On Mon, Oct 5, 2009 at 11:39 PM, Doug Barton <dougb at dougbarton.us> wrote:

> As a practical matter we're "stuck" with /64 as the smallest possible
> network we can reliably assign. A /60 contains 16 /64s, which
> personally I think is more than enough for a residential customer,
> even taking a "long view" into consideration. The last time I looked
> into this there were several ISPs in Japan who were assigning /60s to
> their residential users with good success. OTOH, a /56 contains 256
> /64s, which is way WAY more than enough for a residential user. The
> idea that a residential user needs a full /48 (65,536 /64s) is absurd.
> OTOH, assigning a /48 to even a fairly large commercial customer is
> perfectly reasonable. This would give them 256 /56 networks (which
> would in turn have 256 /64 networks) which should be plenty to handle
> the problems of multiple campuses with multiple subnets, etc.
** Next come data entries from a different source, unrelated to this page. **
//! Option lists for filter and select inputs.

use std::collections::BTreeMap;

use crate::ColumnDescriptor;

pub const DEFAULT_PAGE_SIZE: usize = 10;

pub const DEFAULT_PAGE_SIZE_OPTIONS: [usize; 5] = [10, 20, 30, 40, 50];

/// One entry of a faceted filter, `count` is the number of rows carrying the value.
#[derive(Clone, Debug, PartialEq, Eq)]
pub struct FilterOption {
    pub value: String,
    pub label: String,
    pub count: usize,
}

#[derive(Clone, Debug, PartialEq, Eq)]
pub struct SelectOption {
    pub value: String,
    pub label: String,
}

/// Distinct values of a column over `rows`, sorted by value.
///
/// List cells contribute each of their elements, `Null` cells nothing.
pub fn faceted_options<T>(rows: &[T], column: &ColumnDescriptor<T>) -> Vec<FilterOption> {
    let mut counts: BTreeMap<String, usize> = BTreeMap::new();
    for row in rows {
        let mut items = column.value(row).items();
        items.sort();
        items.dedup();
        for item in items {
            *counts.entry(item).or_default() += 1;
        }
    }

    counts
        .into_iter()
        .map(|(value, count)| FilterOption {
            label: value.clone(),
            value,
            count,
        })
        .collect()
}

/// Map arbitrary items to select options, keeping their order.
pub fn options_from<I, V, L>(items: I, value_fn: V, label_fn: L) -> Vec<SelectOption>
where
    I: IntoIterator,
    V: Fn(&I::Item) -> String,
    L: Fn(&I::Item) -> String,
{
    items
        .into_iter()
        .map(|item| SelectOption {
            value: value_fn(&item),
            label: label_fn(&item),
        })
        .collect()
}

/// Page size choices for a selector: `custom` (or the defaults if empty), always including the
/// `current` size, sorted and without duplicates.
pub fn page_size_options(custom: &[usize], current: usize) -> Vec<usize> {
    let mut options = if custom.is_empty() {
        DEFAULT_PAGE_SIZE_OPTIONS.to_vec()
    } else {
        custom.to_vec()
    };
    options.push(current);
    options.retain(|size| *size > 0);
    options.sort_unstable();
    options.dedup();
    options
}

#[cfg(test)]
mod tests {
    use super::*;

    struct Course {
        category: &'static str,
        tags: Vec<&'static str>,
    }

    #[test]
    fn facets_count_rows() {
        let rows = vec![
            Course {
                category: "design",
                tags: vec!["ui", "ux", "ui"],
            },
            Course {
                category: "code",
                tags: vec!["rust"],
            },
            Course {
                category: "design",
                tags: vec![],
            },
        ];

        let category = ColumnDescriptor::new("category", |c: &Course| c.category);
        let options = faceted_options(&rows, &category);
        assert_eq!(
            options,
            vec![
                FilterOption {
                    value: "code".into(),
                    label: "code".into(),
                    count: 1
                },
                FilterOption {
                    value: "design".into(),
                    label: "design".into(),
                    count: 2
                },
            ]
        );

        let tags = ColumnDescriptor::new("tags", |c: &Course| c.tags.clone());
        let counts: Vec<(String, usize)> = faceted_options(&rows, &tags)
            .into_iter()
            .map(|option| (option.value, option.count))
            .collect();
        assert_eq!(
            counts,
            vec![("rust".into(), 1), ("ui".into(), 1), ("ux".into(), 1)]
        );
    }

    #[test]
    fn select_options_keep_order() {
        let options = options_from(
            vec![(2, "Batch B"), (1, "Batch A")],
            |(id, _)| id.to_string(),
            |(_, name)| name.to_string(),
        );
        assert_eq!(options[0].value, "2");
        assert_eq!(options[1].label, "Batch A");
    }

    #[test]
    fn page_sizes_include_current() {
        assert_eq!(page_size_options(&[], 10), vec![10, 20, 30, 40, 50]);
        assert_eq!(page_size_options(&[], 25), vec![10, 20, 25, 30, 40, 50]);
        assert_eq!(page_size_options(&[50, 5, 5], 7), vec![5, 7, 50]);
    }
}
//! Headless data tables.
//!
//! A screen owns one [`TableStateController`] (sorting, column filters, pagination) and one
//! [`DataTable`] (column descriptors, row identity, selection). On every render the table is fed
//! the full, unfiltered row slice and produces a [`TableView`] the UI layer paints:
//!
//! ```
//! use dashboard_table::{ColumnDescriptor, DataTable, FilterValue, TableBody, TableStateController};
//!
//! struct User {
//!     id: String,
//!     name: String,
//! }
//!
//! let rows = vec![
//!     User { id: "a".into(), name: "Alice".into() },
//!     User { id: "b".into(), name: "Bob".into() },
//! ];
//!
//! let mut table = DataTable::new(
//!     vec![ColumnDescriptor::new("name", |user: &User| user.name.clone()).header("Name")],
//!     |user: &User| user.id.clone(),
//! );
//! let mut state = TableStateController::with_page_size(1);
//! state.set_column_filter("name", Some(FilterValue::from("bob")));
//!
//! let view = table.render(&rows, &mut state);
//! assert_eq!(view.pagination.page_count, 1);
//! match view.body {
//!     TableBody::Rows(rows) => assert_eq!(rows[0].id, "b"),
//!     _ => unreachable!(),
//! }
//! ```

mod column;
pub use column::ColumnDescriptor;

mod data_table;
pub use data_table::{DataTable, HeaderCell, PaginationView, RenderedRow, TableBody, TableView};

mod error;
pub use error::{check_columns, RenderContractError};

pub mod filter;

mod model;
pub use model::RowModel;

pub mod options;
pub use options::{FilterOption, SelectOption, DEFAULT_PAGE_SIZE, DEFAULT_PAGE_SIZE_OPTIONS};

mod selection;
pub use selection::RowSelection;

pub mod sort;

mod state;
pub use state::{
    page_count, FilterSpec, OrderingSpec, Pagination, SortDirection, TableState,
    TableStateController,
};

mod value;
pub use value::{CellValue, FilterValue};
Keep in mind that not all 'fairly large enterprises' are willing to
sit at a single ISP, they may have diverse offices on diverse network
provider connections. They may want the easy of saying: 'All my
address blocks are in 1.2.0.0/16' and not understand (or like) that
they now have to deal with wierd routing and addressing problems
because they can't get a /32 and break it up into /48's all over
creation (different ISP's/links/etc) or deal with the split of address
space they'd get from ISP /48 PA assignments.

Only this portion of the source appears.